* [Available data]:

+ + + + +

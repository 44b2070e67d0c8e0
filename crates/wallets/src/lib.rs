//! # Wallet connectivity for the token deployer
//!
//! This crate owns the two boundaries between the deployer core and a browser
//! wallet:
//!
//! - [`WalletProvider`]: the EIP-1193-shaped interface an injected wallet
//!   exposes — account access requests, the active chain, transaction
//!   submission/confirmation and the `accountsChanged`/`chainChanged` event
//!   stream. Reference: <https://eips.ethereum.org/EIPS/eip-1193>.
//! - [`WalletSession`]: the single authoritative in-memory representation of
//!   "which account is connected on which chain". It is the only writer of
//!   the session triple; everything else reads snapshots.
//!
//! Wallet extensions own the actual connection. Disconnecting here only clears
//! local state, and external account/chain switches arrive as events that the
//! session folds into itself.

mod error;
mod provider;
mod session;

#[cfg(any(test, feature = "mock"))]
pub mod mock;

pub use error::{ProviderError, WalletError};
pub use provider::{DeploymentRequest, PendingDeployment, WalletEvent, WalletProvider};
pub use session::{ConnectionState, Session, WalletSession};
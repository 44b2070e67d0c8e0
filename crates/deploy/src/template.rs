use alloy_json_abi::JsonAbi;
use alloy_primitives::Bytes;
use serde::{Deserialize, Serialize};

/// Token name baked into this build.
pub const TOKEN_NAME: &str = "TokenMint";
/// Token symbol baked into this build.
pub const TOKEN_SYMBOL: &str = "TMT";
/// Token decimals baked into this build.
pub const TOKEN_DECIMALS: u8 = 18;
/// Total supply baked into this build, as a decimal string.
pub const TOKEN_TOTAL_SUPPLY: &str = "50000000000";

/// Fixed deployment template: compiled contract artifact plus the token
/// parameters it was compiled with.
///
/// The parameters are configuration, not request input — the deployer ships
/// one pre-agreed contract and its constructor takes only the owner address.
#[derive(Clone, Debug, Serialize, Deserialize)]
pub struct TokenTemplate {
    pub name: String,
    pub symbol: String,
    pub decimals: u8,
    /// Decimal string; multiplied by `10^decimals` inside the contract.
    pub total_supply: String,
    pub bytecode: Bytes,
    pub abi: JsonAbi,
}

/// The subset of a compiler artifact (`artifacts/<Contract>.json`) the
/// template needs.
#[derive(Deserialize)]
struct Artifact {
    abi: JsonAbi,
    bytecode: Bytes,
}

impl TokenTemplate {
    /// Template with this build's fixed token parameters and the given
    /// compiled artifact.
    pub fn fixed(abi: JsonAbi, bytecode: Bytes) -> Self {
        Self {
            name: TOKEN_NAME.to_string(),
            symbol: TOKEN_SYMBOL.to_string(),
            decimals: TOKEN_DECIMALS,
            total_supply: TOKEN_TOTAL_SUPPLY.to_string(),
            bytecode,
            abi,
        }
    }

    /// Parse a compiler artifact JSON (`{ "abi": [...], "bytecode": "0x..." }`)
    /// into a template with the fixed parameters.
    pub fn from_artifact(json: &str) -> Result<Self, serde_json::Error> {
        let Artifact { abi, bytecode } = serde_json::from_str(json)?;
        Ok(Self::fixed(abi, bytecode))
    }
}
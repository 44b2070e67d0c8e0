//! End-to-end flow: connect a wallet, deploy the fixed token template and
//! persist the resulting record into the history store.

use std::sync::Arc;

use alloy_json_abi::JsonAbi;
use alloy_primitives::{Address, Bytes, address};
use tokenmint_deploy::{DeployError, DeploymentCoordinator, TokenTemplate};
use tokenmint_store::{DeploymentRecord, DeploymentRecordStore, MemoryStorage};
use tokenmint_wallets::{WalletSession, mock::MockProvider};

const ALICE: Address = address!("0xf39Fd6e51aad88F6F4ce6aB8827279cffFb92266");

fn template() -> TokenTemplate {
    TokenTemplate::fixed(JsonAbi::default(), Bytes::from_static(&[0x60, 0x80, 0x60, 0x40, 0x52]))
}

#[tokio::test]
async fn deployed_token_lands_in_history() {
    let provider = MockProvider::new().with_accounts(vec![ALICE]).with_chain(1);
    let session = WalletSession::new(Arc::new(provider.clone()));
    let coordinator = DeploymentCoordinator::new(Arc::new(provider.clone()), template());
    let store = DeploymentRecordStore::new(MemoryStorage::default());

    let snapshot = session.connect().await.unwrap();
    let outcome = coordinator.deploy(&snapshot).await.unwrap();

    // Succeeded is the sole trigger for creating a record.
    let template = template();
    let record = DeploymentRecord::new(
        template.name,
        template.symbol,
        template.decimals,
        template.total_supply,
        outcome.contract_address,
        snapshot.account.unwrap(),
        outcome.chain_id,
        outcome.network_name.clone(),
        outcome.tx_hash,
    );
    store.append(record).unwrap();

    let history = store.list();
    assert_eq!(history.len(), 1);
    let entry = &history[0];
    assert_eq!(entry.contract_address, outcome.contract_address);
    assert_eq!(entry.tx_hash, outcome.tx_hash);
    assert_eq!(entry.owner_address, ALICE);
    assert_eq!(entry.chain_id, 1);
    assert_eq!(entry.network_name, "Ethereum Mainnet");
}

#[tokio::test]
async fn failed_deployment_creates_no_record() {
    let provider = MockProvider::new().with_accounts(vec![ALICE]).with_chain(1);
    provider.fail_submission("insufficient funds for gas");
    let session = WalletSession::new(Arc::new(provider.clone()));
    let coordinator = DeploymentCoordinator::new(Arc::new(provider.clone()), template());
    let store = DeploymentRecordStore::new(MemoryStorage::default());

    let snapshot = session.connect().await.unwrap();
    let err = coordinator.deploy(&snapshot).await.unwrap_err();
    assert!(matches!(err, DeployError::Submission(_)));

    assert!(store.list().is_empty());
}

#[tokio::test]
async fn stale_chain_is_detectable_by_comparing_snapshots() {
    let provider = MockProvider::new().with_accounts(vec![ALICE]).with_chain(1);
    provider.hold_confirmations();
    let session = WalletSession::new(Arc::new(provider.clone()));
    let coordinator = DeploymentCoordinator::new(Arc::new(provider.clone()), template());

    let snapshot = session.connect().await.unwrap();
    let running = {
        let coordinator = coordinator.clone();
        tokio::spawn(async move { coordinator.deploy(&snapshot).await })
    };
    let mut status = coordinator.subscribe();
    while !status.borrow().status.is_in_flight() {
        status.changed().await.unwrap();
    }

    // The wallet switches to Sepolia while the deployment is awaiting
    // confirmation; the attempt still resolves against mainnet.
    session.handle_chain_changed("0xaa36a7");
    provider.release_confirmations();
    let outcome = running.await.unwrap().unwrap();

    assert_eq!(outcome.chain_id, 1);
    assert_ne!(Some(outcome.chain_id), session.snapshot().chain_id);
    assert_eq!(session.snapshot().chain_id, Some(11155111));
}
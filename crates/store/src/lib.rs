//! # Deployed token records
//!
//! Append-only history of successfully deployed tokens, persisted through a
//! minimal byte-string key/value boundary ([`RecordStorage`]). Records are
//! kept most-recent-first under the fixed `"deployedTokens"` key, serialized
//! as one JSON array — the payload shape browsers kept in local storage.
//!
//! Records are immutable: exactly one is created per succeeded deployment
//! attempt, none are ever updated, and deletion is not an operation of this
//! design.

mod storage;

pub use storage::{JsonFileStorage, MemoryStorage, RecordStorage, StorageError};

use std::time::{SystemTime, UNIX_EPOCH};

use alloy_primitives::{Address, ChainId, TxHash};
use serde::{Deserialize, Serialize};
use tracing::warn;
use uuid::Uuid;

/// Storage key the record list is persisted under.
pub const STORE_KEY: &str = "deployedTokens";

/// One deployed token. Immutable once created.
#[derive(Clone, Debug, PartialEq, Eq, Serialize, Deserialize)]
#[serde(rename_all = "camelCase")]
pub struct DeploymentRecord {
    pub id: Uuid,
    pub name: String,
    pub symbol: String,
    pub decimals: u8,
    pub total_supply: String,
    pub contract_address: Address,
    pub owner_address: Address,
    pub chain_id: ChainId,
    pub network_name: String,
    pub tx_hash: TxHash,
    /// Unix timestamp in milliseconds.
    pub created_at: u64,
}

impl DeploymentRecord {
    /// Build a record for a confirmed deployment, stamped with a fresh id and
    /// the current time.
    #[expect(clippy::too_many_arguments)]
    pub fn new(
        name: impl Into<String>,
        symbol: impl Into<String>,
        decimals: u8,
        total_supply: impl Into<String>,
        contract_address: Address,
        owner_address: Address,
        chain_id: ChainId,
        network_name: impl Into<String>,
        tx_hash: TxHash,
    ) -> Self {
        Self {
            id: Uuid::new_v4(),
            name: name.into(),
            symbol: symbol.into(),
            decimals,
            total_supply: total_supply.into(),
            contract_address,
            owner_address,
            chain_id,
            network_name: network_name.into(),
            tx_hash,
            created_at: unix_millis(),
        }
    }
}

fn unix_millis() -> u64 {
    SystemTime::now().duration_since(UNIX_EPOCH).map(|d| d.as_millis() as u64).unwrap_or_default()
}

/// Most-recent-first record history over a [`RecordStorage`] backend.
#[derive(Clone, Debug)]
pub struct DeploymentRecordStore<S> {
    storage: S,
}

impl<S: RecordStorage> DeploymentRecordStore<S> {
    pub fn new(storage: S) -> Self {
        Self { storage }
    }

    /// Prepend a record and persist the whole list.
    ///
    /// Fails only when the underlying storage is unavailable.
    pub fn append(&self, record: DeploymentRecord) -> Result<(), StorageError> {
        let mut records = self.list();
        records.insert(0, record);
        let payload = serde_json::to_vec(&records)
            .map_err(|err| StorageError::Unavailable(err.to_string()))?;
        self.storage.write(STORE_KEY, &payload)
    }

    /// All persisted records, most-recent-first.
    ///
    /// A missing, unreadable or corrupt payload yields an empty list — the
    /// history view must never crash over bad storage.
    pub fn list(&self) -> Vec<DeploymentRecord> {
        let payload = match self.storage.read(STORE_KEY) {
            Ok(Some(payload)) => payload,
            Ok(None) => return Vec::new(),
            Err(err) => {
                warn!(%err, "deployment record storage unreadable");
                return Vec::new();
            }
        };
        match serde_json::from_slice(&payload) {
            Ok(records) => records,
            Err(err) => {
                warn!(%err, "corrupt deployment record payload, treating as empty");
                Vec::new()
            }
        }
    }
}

+ + + + +

* [Work to be completed]: Show all lines in the entries above where the string "Some" appears.

* [Response box]:
    assert_ne!(Some(outcome.chain_id), session.snapshot().chain_id);
    assert_eq!(session.snapshot().chain_id, Some(11155111));
            Ok(Some(payload)) => payload,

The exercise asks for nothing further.